NOT FOR PUBLICATION
UNITED STATES COURT OF APPEALS
FILED
FOR THE NINTH CIRCUIT
MAR 02 2017
MOLLY C. DWYER, CLERK
U.S. COURT OF APPEALS
BRANDY M. BELTZ, No. 14-35474
Plaintiff-Appellant, D.C. No. 3:13-cv-05080-RJB
v.
MEMORANDUM*
NANCY A. BERRYHILL, Acting
Commissioner Social Security,
Defendant-Appellee.
Appeal from the United States District Court
for the Western District of Washington
Robert J. Bryan, District Judge, Presiding
Submitted February 28, 2017**
Before: PREGERSON, LEAVY, and OWENS, Circuit Judges.

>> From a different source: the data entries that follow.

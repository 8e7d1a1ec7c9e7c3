//! Router and member-facing handlers for the JSON API.

use axum::{
    extract::{Query, State},
    http::{HeaderMap, StatusCode},
    response::{IntoResponse, Response},
    routing::{get, post},
    Json, Router,
};
use serde::{Deserialize, Serialize};
use std::net::SocketAddr;
use tower_http::cors::CorsLayer;
use tracing::info;

use super::admin::admin_router;
use super::auth;
use crate::config::AppConfig;
use crate::error::PlusError;
use crate::managers::{BallotEntry, NewSuggestion, SharedSuggestionManager, SharedVotingManager};
use crate::models::PlusServer;
use crate::state::SharedPlusDatabase;

/// Shared state for web handlers
#[derive(Clone)]
pub struct AppState {
    pub db: SharedPlusDatabase,
    pub config: AppConfig,
    pub suggestion_manager: SharedSuggestionManager,
    pub voting_manager: SharedVotingManager,
}

#[derive(Serialize)]
struct ErrorBody {
    error: String,
}

/// Map a domain error onto a status code and JSON body.
pub(super) fn error_response(err: PlusError) -> Response {
    let status = match err {
        PlusError::AccessDenied { .. } => StatusCode::FORBIDDEN,
        PlusError::InvalidInput { .. } => StatusCode::BAD_REQUEST,
        PlusError::Operation { .. } => StatusCode::CONFLICT,
        _ => StatusCode::INTERNAL_SERVER_ERROR,
    };
    (
        status,
        Json(ErrorBody {
            error: err.to_string(),
        }),
    )
        .into_response()
}

/// Start the API server.
pub async fn start_web_server(state: AppState) -> anyhow::Result<()> {
    let port = state.config.bind_port;

    let app = Router::new()
        .route("/", get(health))
        .route("/plus/access", get(has_access))
        .route("/plus/info", get(voting_info))
        .route("/plus/voting", get(candidates_for_voting))
        .route("/plus/votes", post(submit_votes))
        .route(
            "/plus/suggestions",
            get(list_suggestions).post(add_suggestion),
        )
        .route("/plus/summaries", get(list_summaries))
        .with_state(state.clone())
        .nest("/admin", admin_router(state))
        .layer(CorsLayer::permissive());

    let addr = SocketAddr::from(([0, 0, 0, 0], port));
    let listener = tokio::net::TcpListener::bind(addr).await?;
    info!("Plus server API listening on http://{}", addr);

    axum::serve(listener, app.into_make_service()).await?;

    Ok(())
}

/// Health check endpoint
async fn health() -> &'static str {
    "Plus Server API Running"
}

#[derive(Deserialize)]
struct AccessQuery {
    discord_id: String,
    server: PlusServer,
}

/// GET /plus/access - whether a user may enter a server
async fn has_access(
    State(state): State<AppState>,
    Query(query): Query<AccessQuery>,
) -> Json<bool> {
    Json(
        state
            .voting_manager
            .has_access(&query.discord_id, query.server)
            .await,
    )
}

/// GET /plus/info - voting window and invite overview
async fn voting_info(State(state): State<AppState>, headers: HeaderMap) -> Response {
    let caller = match auth::resolve_caller(&headers, &state.db).await {
        Ok(user) => user,
        Err(e) => return error_response(e),
    };
    match state.voting_manager.voting_info(&caller).await {
        Ok(info) => Json(info).into_response(),
        Err(e) => error_response(e),
    }
}

/// GET /plus/voting - the caller's ballot sheet
async fn candidates_for_voting(State(state): State<AppState>, headers: HeaderMap) -> Response {
    let caller = match auth::resolve_caller(&headers, &state.db).await {
        Ok(user) => user,
        Err(e) => return error_response(e),
    };
    match state.voting_manager.candidates_for_voting(&caller).await {
        Ok(sheet) => Json(sheet).into_response(),
        Err(e) => error_response(e),
    }
}

#[derive(Deserialize)]
struct SubmitVotesRequest {
    votes: Vec<BallotEntry>,
}

/// POST /plus/votes - submit or replace the caller's ballot
async fn submit_votes(
    State(state): State<AppState>,
    headers: HeaderMap,
    Json(body): Json<SubmitVotesRequest>,
) -> Response {
    let caller = match auth::resolve_caller(&headers, &state.db).await {
        Ok(user) => user,
        Err(e) => return error_response(e),
    };
    match state.voting_manager.submit_votes(&caller, body.votes).await {
        Ok(recorded) => Json(serde_json::json!({ "recorded": recorded })).into_response(),
        Err(e) => error_response(e),
    }
}

/// GET /plus/suggestions - pending nominations visible to the caller
async fn list_suggestions(State(state): State<AppState>, headers: HeaderMap) -> Response {
    let caller = match auth::resolve_caller(&headers, &state.db).await {
        Ok(user) => user,
        Err(e) => return error_response(e),
    };
    match state.suggestion_manager.list_suggestions(&caller).await {
        Ok(suggestions) => Json(suggestions).into_response(),
        Err(e) => error_response(e),
    }
}

/// POST /plus/suggestions - nominate a user for membership
async fn add_suggestion(
    State(state): State<AppState>,
    headers: HeaderMap,
    Json(body): Json<NewSuggestion>,
) -> Response {
    let caller = match auth::resolve_caller(&headers, &state.db).await {
        Ok(user) => user,
        Err(e) => return error_response(e),
    };
    match state.suggestion_manager.add_suggestion(&caller, body).await {
        Ok(suggestion) => (StatusCode::CREATED, Json(suggestion)).into_response(),
        Err(e) => error_response(e),
    }
}

/// GET /plus/summaries - archived voting results
async fn list_summaries(State(state): State<AppState>, headers: HeaderMap) -> Response {
    let caller = match auth::resolve_caller(&headers, &state.db).await {
        Ok(user) => user,
        Err(e) => return error_response(e),
    };
    match state.voting_manager.summaries(&caller).await {
        Ok(summaries) => Json(summaries).into_response(),
        Err(e) => error_response(e),
    }
}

Brandy Beltz appeals the district court’s judgment affirming the
Commissioner of Social Security’s denial of Beltz’s application for supplemental
security income under Title XVI of the Social Security Act. We have jurisdiction
*
This disposition is not appropriate for publication and is not precedent
except as provided by Ninth Circuit Rule 36-3.
**
The panel unanimously concludes this case is suitable for decision
without oral argument. See Fed. R. App. P. 34(a)(2).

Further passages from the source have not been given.